Difficult terrain: when a day's journey is just a few miles

If you're traveling through wilderness the terrain itself can be the biggest obstacle.

Cracking open my old Dungeon Master's Guide, it suggests a human can travel around 24 miles a day over easy terrain, or as little as 3 miles a day over the most difficult terrain.

So what makes terrain truly difficult?  Good places to travel are level, clear, and have a trail to follow, so let's take all that away.  The first one might come as a surprise:


You'd think grasslands would be easy crossing, and usually they are, but grass comes in many kinds.  Tallgrass of the prairies easily grows 7 feet tall (2 m) which is high enough to leave you basically blind as you're traveling through it.  (It's also the perfect place to get ambushed by a lion.)
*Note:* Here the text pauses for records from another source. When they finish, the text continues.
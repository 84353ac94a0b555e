//! Authentication routes

use axum::{
    middleware,
    routing::{get, post},
    Router,
};

use crate::handlers::auth;
use crate::middleware::require_auth;
use crate::state::AppState;

/// Public authentication routes
pub fn auth_routes() -> Router<AppState> {
    Router::new()
        .route("/auth/register", post(auth::register))
        .route("/auth/login", post(auth::login))
        .route("/auth/refresh", post(auth::refresh_token))
}

/// Routes behind the bearer-token gate
pub fn protected_routes(state: &AppState) -> Router<AppState> {
    Router::new()
        .route("/profile", get(auth::get_profile))
        .route("/logout", post(auth::logout))
        .route_layer(middleware::from_fn_with_state(
            state.token_service.clone(),
            require_auth,
        ))
}
//! Authentication request/response DTOs

use serde::{Deserialize, Serialize};
use validator::Validate;

use super::UserResponse;

/// Request to register a new user
#[derive(Debug, Deserialize, Validate)]
pub struct RegisterRequest {
    #[validate(email)]
    pub email: String,
    #[validate(length(min = 3, max = 20))]
    pub username: String,
    #[validate(length(min = 6))]
    pub password: String,
    #[validate(length(min = 2, max = 50))]
    pub first_name: String,
    #[validate(length(min = 2, max = 50))]
    pub last_name: String,
}

/// Login request
#[derive(Debug, Deserialize, Validate)]
pub struct LoginRequest {
    #[validate(email)]
    pub email: String,
    #[validate(length(min = 1))]
    pub password: String,
}

/// Login response
#[derive(Debug, Serialize)]
pub struct LoginResponse {
    pub user: UserResponse,
    pub access_token: String,
    pub refresh_token: String,
    pub expires_in: i64,
}

/// Refresh token request
#[derive(Debug, Deserialize, Validate)]
pub struct RefreshTokenRequest {
    #[validate(length(min = 1))]
    pub refresh_token: String,
}

/// Refresh token response
#[derive(Debug, Serialize)]
pub struct RefreshTokenResponse {
    pub access_token: String,
    pub expires_in: i64,
}
//! Authentication middleware
//!
//! Gates requests on a bearer access token and exposes the caller's identity
//! to handlers as a typed request extension.

use axum::{
    async_trait,
    extract::{FromRef, FromRequestParts, Request, State},
    http::{header::AUTHORIZATION, request::Parts, HeaderMap, StatusCode},
    middleware::Next,
    response::{IntoResponse, Response},
    Json,
};
use std::sync::Arc;
use thiserror::Error;
use uuid::Uuid;

use crate::auth::{Claims, TokenService, UserIdentity};
use crate::models::ApiResponse;

const BEARER_PREFIX: &str = "Bearer ";

/// Authenticated user extracted from an access token
#[derive(Debug, Clone, PartialEq, Eq)]
pub struct AuthenticatedUser {
    pub user_id: Uuid,
    pub email: String,
    pub username: String,
}

impl AuthenticatedUser {
    pub fn identity(&self) -> UserIdentity {
        UserIdentity {
            id: self.user_id,
            email: self.email.clone(),
            username: self.username.clone(),
        }
    }
}

impl From<Claims> for AuthenticatedUser {
    fn from(claims: Claims) -> Self {
        Self {
            user_id: claims.user_id,
            email: claims.email,
            username: claims.username,
        }
    }
}

/// Reasons a request is refused by the gate
#[derive(Error, Debug, Clone, Copy, PartialEq, Eq)]
pub enum AuthError {
    #[error("Authorization header is required")]
    MissingHeader,

    #[error("Invalid authorization header format")]
    BadScheme,

    #[error("Invalid or expired token")]
    InvalidToken,
}

impl IntoResponse for AuthError {
    fn into_response(self) -> Response {
        (
            StatusCode::UNAUTHORIZED,
            Json(ApiResponse::failure(self.to_string(), None)),
        )
            .into_response()
    }
}

/// Authorize a request from its headers
pub fn authorize(
    headers: &HeaderMap,
    tokens: &TokenService,
) -> Result<AuthenticatedUser, AuthError> {
    let header = headers.get(AUTHORIZATION).ok_or(AuthError::MissingHeader)?;

    let token = header
        .to_str()
        .ok()
        .and_then(|value| value.strip_prefix(BEARER_PREFIX))
        .ok_or(AuthError::BadScheme)?;

    let claims = tokens.validate(token).map_err(|e| {
        match e.reason() {
            Some(reason) => tracing::warn!(reason = %reason, "Invalid token"),
            None => tracing::warn!(error = %e, "Invalid token"),
        }
        AuthError::InvalidToken
    })?;

    Ok(claims.into())
}

/// Middleware rejecting unauthenticated requests with 401.
/// On success the [`AuthenticatedUser`] is stored in request extensions.
pub async fn require_auth(
    State(tokens): State<Arc<TokenService>>,
    mut request: Request,
    next: Next,
) -> Response {
    match authorize(request.headers(), &tokens) {
        Ok(user) => {
            tracing::debug!(user_id = %user.user_id, "Request authenticated");
            request.extensions_mut().insert(user);
            next.run(request).await
        }
        Err(e) => {
            tracing::debug!(
                reason = %e,
                path = %request.uri().path(),
                "Request rejected"
            );
            e.into_response()
        }
    }
}

/// Extractor for authenticated users
///
/// Reads the identity stored by [`require_auth`], or authorizes the request
/// itself when the middleware is not installed on the route.
///
/// # Example
///
/// ```rust,ignore
/// async fn protected_handler(user: AuthenticatedUser) -> impl IntoResponse {
///     format!("Hello, user {}", user.user_id)
/// }
/// ```
#[async_trait]
impl<S> FromRequestParts<S> for AuthenticatedUser
where
    Arc<TokenService>: FromRef<S>,
    S: Send + Sync,
{
    type Rejection = AuthError;

    async fn from_request_parts(parts: &mut Parts, state: &S) -> Result<Self, Self::Rejection> {
        if let Some(user) = parts.extensions.get::<AuthenticatedUser>() {
            return Ok(user.clone());
        }

        let tokens = Arc::<TokenService>::from_ref(state);
        let user = authorize(&parts.headers, &tokens)?;
        parts.extensions.insert(user.clone());
        Ok(user)
    }
}
//! User storage
//!
//! The token layer never touches storage; handlers use a [`UserStore`] to
//! resolve credentials into an identity before issuing tokens.

use std::collections::HashMap;
use std::sync::RwLock;
use thiserror::Error;
use uuid::Uuid;

use crate::models::User;

#[derive(Error, Debug)]
pub enum StoreError {
    #[error("Email already registered")]
    EmailTaken,

    #[error("Username already taken")]
    UsernameTaken,
}

/// Lookup and persistence of users
pub trait UserStore: Send + Sync {
    fn find_by_email(&self, email: &str) -> Option<User>;

    fn find_by_id(&self, id: Uuid) -> Option<User>;

    fn insert(&self, user: User) -> Result<User, StoreError>;
}

/// Process-local store; contents are lost on restart
#[derive(Debug, Default)]
pub struct InMemoryUserStore {
    users: RwLock<HashMap<Uuid, User>>,
}

impl InMemoryUserStore {
    pub fn new() -> Self {
        Self::default()
    }
}

impl UserStore for InMemoryUserStore {
    fn find_by_email(&self, email: &str) -> Option<User> {
        let users = self.users.read().unwrap_or_else(|e| e.into_inner());
        users
            .values()
            .find(|u| u.email.eq_ignore_ascii_case(email))
            .cloned()
    }

    fn find_by_id(&self, id: Uuid) -> Option<User> {
        let users = self.users.read().unwrap_or_else(|e| e.into_inner());
        users.get(&id).cloned()
    }

    fn insert(&self, user: User) -> Result<User, StoreError> {
        let mut users = self.users.write().unwrap_or_else(|e| e.into_inner());

        if users.values().any(|u| u.email.eq_ignore_ascii_case(&user.email)) {
            return Err(StoreError::EmailTaken);
        }
        if users.values().any(|u| u.username == user.username) {
            return Err(StoreError::UsernameTaken);
        }

        users.insert(user.id, user.clone());
        Ok(user)
    }
}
Pampas grass is notorious for its razor-sharp blades that can cut up anyone wading through it.  Turn up the danger just a bit further and you get a grassland deadly to most things that don't normally live in it.


Thick woods can be more than just trees, and dense undergrowth hides more than just the path.  When you can't see where you're putting your feet, fallen logs and uneven ground might result in a broken leg.  And any place that has plenty of plant life is likely to have plenty of creatures crawling about, too.

Jungles don't have to be hot places.  Wet and cool climates can have temperate rainforests that are as thick and dense as the Amazon.


Mud and mire can stretch for miles in the right conditions, making passage nearly impossible.  From a distance, marshes and bogs might just look like another type of grassland, but they can have mud deep enough to sink in and disappear without a trace.

Standing water is a great place to get an infection, though alligators, leeches, snakes, and mosquitos might drive you off first.


Moving water is its own kind of problem.  Coming across a stream in the wilderness, far from any trail, you'll have to search for a good crossing point.  If you're lucky, there's a ford where the water is wide and shallow and you can wade across.  If you're not, you either swim or find something that floats.

Crossing has a few dangers of its own: losing your footing, getting your powder wet, getting swept downstream, not to mention bitey things in the water.

If you have boats and are headed in the right direction, creeks and rivers are better than roads.  But if you're on foot and one is lying across your route, it's going to take some time.


Sharp, jagged, or loose rocks can be terrible to walk across.  This is broken ankle country:

As bad as rocky terrain is for your feet, it can be even worse for most livestock.  Drive a herd of cattle through a place like this and you'll mostly end up with beef that's still crying out for a while.

Up and down

The steeper the ground gets, the more arduous of a journey it'll be (even if there's a trail).

Cliffs and escarpments can stretch hundreds of miles across the landscape, leaving no way around.

Canyons and gorges pose a similar problem, though usually with a rushing watercourse at the bottom.

If your game has exhaustion rules, you're going to need them crossing the wilderness.  Plenty of other things can hinder your journey: deep snow, bad weather, dangerous creatures, but these are all topics for another time.